A first node may be implemented as a computing device, a server, an on-premise device, a virtual machine, hardware, software, or combination thereof. The first node may store client data within one or more aggregates, such as a first aggregate and a second aggregate. In order to provide high availability and redundancy, the first node may be paired with a second node. The second node may also store client data within one or more aggregates, such as a third aggregate and a fourth aggregate. Data is mirrored between the first node and the second node, such as between a first persistent memory of the first node and a second persistent memory of the second node, so that both nodes have up-to-date data of the other node.
For example, the first persistent memory may be partitioned into a first local partition into which data of the first aggregate and the second aggregate may be stored. The first persistent memory may be partitioned into a first remote partition into which data of the third aggregate and the fourth aggregate is mirrored from the second persistent memory of the second node (e.g., from a second local partition of the second persistent memory). Similarly, the second persistent memory may be partitioned into the second local partition into which data of the third aggregate and the fourth aggregate may be stored. The second persistent memory may be partitioned into a second remote partition into which data of the first aggregate and second aggregate is mirrored from the first local partition of the first persistent memory of the first node.
Because data is mirrored between the persistent memories of the nodes, the nodes may be capable of providing takeover and giveback functionality. For example, if one of the nodes fails, then the surviving node can take over aggregates of the failed node using up-to-date data within the remote partition of the persistent memory of the surviving node. Once the failed node has recovered, the surviving node can give back control of the taken over aggregates to the recovered node.
For example, the first node may fail, and the second node may take over the first and second aggregates from the first node. The second node may scan the second remote partition of the second persistent memory, corresponding to the mirrored data of the first and second aggregates, to build a free pages list of free pages within the second remote partition that can be subsequently allocated to store data directed to the first and second aggregates. In this way, the second node will service I/O directed to the first and second aggregates using the second remote partition. Once the first node recovers from the failure, the second node may perform a giveback procedure to return the first and second aggregates to the first node one at a time. Also, once the first node has recovered, a resynchronization procedure is performed to copy data of the second remote partition of the second node into the first local partition of the first node in order to mirror changes to the first and second aggregates made while the first node had failed and the second node had taken over control of the first and second aggregates. Furthermore, the second node actively mirrors I/O data, directed to the first and second aggregates and being processed by the second node using the second remote partition, to the first local partition of the first node.

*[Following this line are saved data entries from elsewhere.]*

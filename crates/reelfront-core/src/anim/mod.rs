//! Animation atoms shared by rails, scenes and page scrolling
//!
//! - `easing` - pure easing curves
//! - `timing` - progress and interpolation helpers
//! - `tween` - a single eased transition sampled against an explicit clock

pub mod easing;
pub mod timing;
pub mod tween;

pub use easing::{EasingType, EasingTypeExt};
pub use tween::Tween;
//! Theme registry and loader
//!
//! Built-in palettes plus per-color overrides from the config file.

mod ember;
mod gruvbox;
mod nord;

use ratatui::style::Color;
use reelfront_core::config::{ThemeColorOverrides, ThemeConfig};
use tracing::warn;

use crate::theme::Theme;

pub use ember::default as ember;

/// Parse a hex color string into a ratatui Color
/// Accepts formats: "#RRGGBB", "RRGGBB", "#RGB", "RGB"
pub fn parse_hex_color(hex: &str) -> Option<Color> {
    let hex = hex.trim().trim_start_matches('#');
    if !hex.is_ascii() {
        return None;
    }

    match hex.len() {
        3 => {
            let r = u8::from_str_radix(&hex[0..1], 16).ok()? * 17;
            let g = u8::from_str_radix(&hex[1..2], 16).ok()? * 17;
            let b = u8::from_str_radix(&hex[2..3], 16).ok()? * 17;
            Some(Color::Rgb(r, g, b))
        }
        6 => {
            let r = u8::from_str_radix(&hex[0..2], 16).ok()?;
            let g = u8::from_str_radix(&hex[2..4], 16).ok()?;
            let b = u8::from_str_radix(&hex[4..6], 16).ok()?;
            Some(Color::Rgb(r, g, b))
        }
        _ => None,
    }
}

/// Load a theme by name from config
pub fn load_theme(config: &ThemeConfig) -> Theme {
    let base = match config.name.to_lowercase().as_str() {
        "ember" => ember::default(),
        "nord" => nord::default(),
        "gruvbox" | "gruvbox-dark" => gruvbox::dark(),
        "gruvbox-light" => gruvbox::light(),
        other => {
            warn!(theme = other, "unknown theme, falling back to ember");
            ember::default()
        }
    };

    apply_overrides(base, &config.colors)
}

fn apply_overrides(mut theme: Theme, overrides: &ThemeColorOverrides) -> Theme {
    let slots: [(&Option<String>, &mut Color); 9] = [
        (&overrides.bg0, &mut theme.bg0),
        (&overrides.bg1, &mut theme.bg1),
        (&overrides.bg2, &mut theme.bg2),
        (&overrides.fg0, &mut theme.fg0),
        (&overrides.fg1, &mut theme.fg1),
        (&overrides.accent, &mut theme.accent),
        (&overrides.accent_alt, &mut theme.accent_alt),
        (&overrides.highlight, &mut theme.highlight),
        (&overrides.muted, &mut theme.muted),
    ];

    for (hex, slot) in slots {
        if let Some(hex) = hex {
            match parse_hex_color(hex) {
                Some(color) => *slot = color,
                None => warn!(value = %hex, "ignoring invalid color override"),
            }
        }
    }

    theme
}

pub fn available_themes() -> Vec<&'static str> {
    vec!["ember", "nord", "gruvbox-dark", "gruvbox-light"]
}

#[cfg(test)]
mod tests {
    use super::*;

    #[test]
    fn test_parse_hex_color_6digit() {
        let color = parse_hex_color("#ff5500").unwrap();
        assert!(matches!(color, Color::Rgb(255, 85, 0)));
    }

    #[test]
    fn test_parse_hex_color_3digit() {
        let color = parse_hex_color("#f50").unwrap();
        assert!(matches!(color, Color::Rgb(255, 85, 0)));
    }

    #[test]
    fn test_parse_hex_color_invalid() {
        assert!(parse_hex_color("invalid").is_none());
        assert!(parse_hex_color("#gg0000").is_none());
        assert!(parse_hex_color("#ééé").is_none());
    }

    #[test]
    fn test_load_theme_default_is_ember() {
        let theme = load_theme(&ThemeConfig::default());
        assert_eq!(theme, ember::default());
    }

    #[test]
    fn test_unknown_theme_falls_back() {
        let config = ThemeConfig {
            name: "solarized".to_string(),
            colors: ThemeColorOverrides::default(),
        };
        assert_eq!(load_theme(&config), ember::default());
    }

    #[test]
    fn test_load_theme_with_override() {
        let config = ThemeConfig {
            name: "nord".to_string(),
            colors: ThemeColorOverrides {
                accent: Some("#ff0000".to_string()),
                muted: Some("not a color".to_string()),
                ..Default::default()
            },
        };
        let theme = load_theme(&config);
        assert!(matches!(theme.accent, Color::Rgb(255, 0, 0)));
        assert_eq!(theme.muted, nord::default().muted);
    }

    #[test]
    fn test_all_listed_themes_load() {
        for name in available_themes() {
            let config = ThemeConfig {
                name: name.to_string(),
                colors: ThemeColorOverrides::default(),
            };
            load_theme(&config);
        }
    }
}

500 500 500 500 In certain situations, data corruption can result during the transition of aggregates between nodes, such as during a giveback procedure or a planned takeover. Continuing with the example, if for some reason merely control of the first aggregate is transferred back to the first node and control of the second aggregate is retained by the second node, then data corruption/loss can occur. This is because the second remote partition of the second persistent memory of the second node is kept as an exact mirror of the first local partition of the first persistent memory of the first node. However, the first node is serving I/O directed to the first aggregate using the first local partition and the second node is serving I/O directed to the second aggregate using the second remote partition. It is possible that the first node, servicing I/O to the first aggregate using the first local partition, may write to a page block number (e.g., a free page within the first local partition corresponding to page block number) that is the same page block number to which the second node is writing to while servicing I/O to the second aggregate using the second remote partition (e.g., a free page within the second remote partition corresponding to the page block number). Data corruption occurs in this example because only one version of the data may be persisted (data loss) once the first local partition and the second remote partition are mirrored to one another so as to prevent a mismatch of data where page block numberof the first local partition has different data than page block numberof the second remote partition (data corruption).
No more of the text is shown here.